Importing Needed packages & Downloading Data
In this example, I will use fuelconsumption dataset, which contains model-specific fuel consumption ratings and estimated carbon dioxide emissions for new light-duty vehicles for retail sale in Canada.
import matplotlib.pyplot as plt
import pandas as pd
import pylab as pl
import numpy as np
%matplotlib inline
df = pd.read_csv("FuelConsumptionCo2.csv")
# take a look at the dataset
As you can see this contain a lot of features, so let’s select one i.e ENGINE SIZE as the independent variable and CO2 EMISSION as the dependent variable.
let’s plot each of this features against the Emission, to see how linear their relationship is
plt.scatter(cdf.ENGINESIZE, cdf.CO2EMISSIONS, color='blue')
plt.xlabel("Engine size")
Creating train/test dataset and Modeling
from sklearn.model_selection import train_test_split
from sklearn import linear_model
X = np.asanyarray(df[["ENGINESIZE"]])
y = np.asanyarray(df[["CO2EMISSIONS"]])
X_train,X_test,y_train,y_test = train_test_split(X,y,test_size=0.2)

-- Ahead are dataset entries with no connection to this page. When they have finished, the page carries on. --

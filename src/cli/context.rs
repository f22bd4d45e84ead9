use std::{
    fs,
    path::{Path, PathBuf},
};

use anyhow::{Context as _, Result};

use super::args::Arguments;
use crate::config::{CONFIG_FILE_NAME, load_config};
use crate::core::{LocaleLayout, list_files};

/// Everything an action needs, resolved once per run.
///
/// The locale root is created if missing and its files are enumerated once;
/// files created later in the run (e.g. by `-upgrade`) are not picked up.
pub struct RunContext {
    pub working_dir: PathBuf,
    pub layout: LocaleLayout,
    pub files: Vec<PathBuf>,
    pub verbose: bool,
}

impl RunContext {
    pub fn new(args: &Arguments, working_dir: &Path) -> Result<Self> {
        let config_result = load_config(working_dir)?;

        // In verbose mode, inform user if using default config
        if args.verbose && !config_result.from_file {
            eprintln!(
                "Note: No {} found, using default configuration",
                CONFIG_FILE_NAME
            );
        }

        let mut config = config_result.config;
        if let Some(locale) = &args.default_locale {
            config.default_locale = locale.clone();
            config.validate()?;
        }

        let mut layout = config.layout(&config_result.base_dir);
        if let Some(root) = &args.locales_root {
            layout.root = working_dir.join(root);
        }

        fs::create_dir_all(&layout.root).with_context(|| {
            format!("Failed to create locale root: {}", layout.root.display())
        })?;
        let files = list_files(&layout.root);

        Ok(Self {
            working_dir: working_dir.to_path_buf(),
            layout,
            files,
            verbose: args.verbose,
        })
    }
}
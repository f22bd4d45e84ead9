use anyhow::Result;
use pretty_assertions::assert_eq;
use serde_json::json;

use crate::{CliTest, stdout};

#[test]
fn test_no_flags_only_creates_root() -> Result<()> {
    let test = CliTest::with_locales(&["en"])?;

    let output = test.run(&[], "")?;

    assert!(output.status.success());
    assert_eq!(stdout(&output), "");
    assert!(test.root().join("_locales").is_dir());
    assert!(!test.root().join("_locales/en").exists());
    Ok(())
}

#[test]
fn test_unknown_flags_are_ignored() -> Result<()> {
    let test = CliTest::with_locales(&["en"])?;
    test.write_locale("en", r#"{"a":{"message":"A"}}"#)?;

    let output = test.run(&["-frobnicate", "--whatever", "-decode", "x"], "")?;

    assert!(output.status.success());
    assert_eq!(stdout(&output), "\u{2713} Re-encoded 1 locale files\n");
    Ok(())
}

#[test]
fn test_flags_run_in_given_order() -> Result<()> {
    let test = CliTest::with_locales(&["en"])?;
    test.write_locale("en", "{}")?;

    // Add then rename then add again: the second add sees the renamed key.
    let output = test.run(
        &["-add", "-change-key", "-add"],
        "Play video\nplayVideo\nplay\nPlay video\n",
    )?;

    assert!(output.status.success());
    assert_eq!(
        test.read_locale_json("en")?,
        json!({
            "play": {"message": "Play video"},
            "playVideo": {"message": "Play video"}
        })
    );
    Ok(())
}
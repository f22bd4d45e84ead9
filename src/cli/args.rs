//! CLI argument definitions using clap.
//!
//! Global options are regular `--long` flags and must come first. Actions
//! use the historical single-dash spelling (`-add`, `-upgrade`, ...), are
//! collected verbatim and run in the order given. Unknown actions are
//! ignored.

use std::path::PathBuf;

use clap::Parser;

#[derive(Debug, Parser)]
#[command(author, version, about, long_about = None)]
pub struct Arguments {
    /// Locale root directory (overrides config file)
    #[arg(long, env = "LOKIT_LOCALES_ROOT")]
    pub locales_root: Option<PathBuf>,

    /// Default locale used by -upgrade (overrides config file)
    #[arg(long)]
    pub default_locale: Option<String>,

    /// Print every file that is written
    #[arg(long)]
    pub verbose: bool,

    /// Actions to run in order: -add, -remove, -change-key, -decode, -upgrade, -init
    #[arg(
        value_name = "ACTION",
        allow_hyphen_values = true,
        trailing_var_arg = true
    )]
    pub actions: Vec<String>,
}

impl Arguments {
    /// Recognized actions in command-line order.
    pub fn actions(&self) -> Vec<Action> {
        self.actions
            .iter()
            .filter_map(|flag| Action::from_flag(flag))
            .collect()
    }
}

#[derive(Debug, Clone, Copy, PartialEq, Eq, Hash)]
pub enum Action {
    /// Prompt for a message and add its key to every locale file.
    Add,
    /// Prompt for a key and remove it from every locale file.
    Remove,
    /// Prompt for an old and a new key and rename it everywhere.
    ChangeKey,
    /// Reload and re-save every locale file.
    Decode,
    /// Fill every configured locale with the default locale's keys.
    Upgrade,
    /// Write a default configuration file.
    Init,
}

impl Action {
    pub const ALL: [Action; 6] = [
        Action::Add,
        Action::Remove,
        Action::ChangeKey,
        Action::Decode,
        Action::Upgrade,
        Action::Init,
    ];

    pub fn from_flag(flag: &str) -> Option<Self> {
        Self::ALL.into_iter().find(|action| action.flag() == flag)
    }

    pub fn flag(&self) -> &'static str {
        match self {
            Action::Add => "-add",
            Action::Remove => "-remove",
            Action::ChangeKey => "-change-key",
            Action::Decode => "-decode",
            Action::Upgrade => "-upgrade",
            Action::Init => "-init",
        }
    }
}
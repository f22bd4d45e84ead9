use std::path::{Path, PathBuf};

use walkdir::WalkDir;

/// Recursively list every regular file under `root`.
///
/// Directories are not included and the order is unspecified. A missing
/// root, or entries that cannot be read, contribute nothing.
pub fn list_files(root: &Path) -> Vec<PathBuf> {
    WalkDir::new(root)
        .into_iter()
        .filter_map(|entry| entry.ok())
        .filter(|entry| entry.file_type().is_file())
        .map(|entry| entry.into_path())
        .collect()
}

regr = linear_model.LinearRegression()
regr.fit(X_train, y_train)
# The coefficients
print ('Coefficients: ', regr.coef_)
print ('Intercept: ',regr.intercept_)
Coefficients: [[39.86432526]]
Intercept: [122.8486243]
Plot output: We can plot the fit line over the data.
plt.scatter(X_train, y_train, color='blue')
plt.plot(X_train, regr.coef_[0][0]*X_train + regr.intercept_[0], '-r')
plt.xlabel("Engine size")
from sklearn.metrics import r2_score
y_pred = regr.predict(X_test)
print("Mean absolute error: %.2f" % np.mean(np.absolute(y_pred - y_test)))
print("Residual sum of squares (MSE): %.2f" % np.mean((y_pred - y_test) ** 2))
print("R2-score: %.2f" % r2_score(y_test , y_pred) )
Mean absolute error: 22.78
Residual sum of squares (MSE): 908.26
R2-score: 0.78
As you can see the model accuracy is around 80%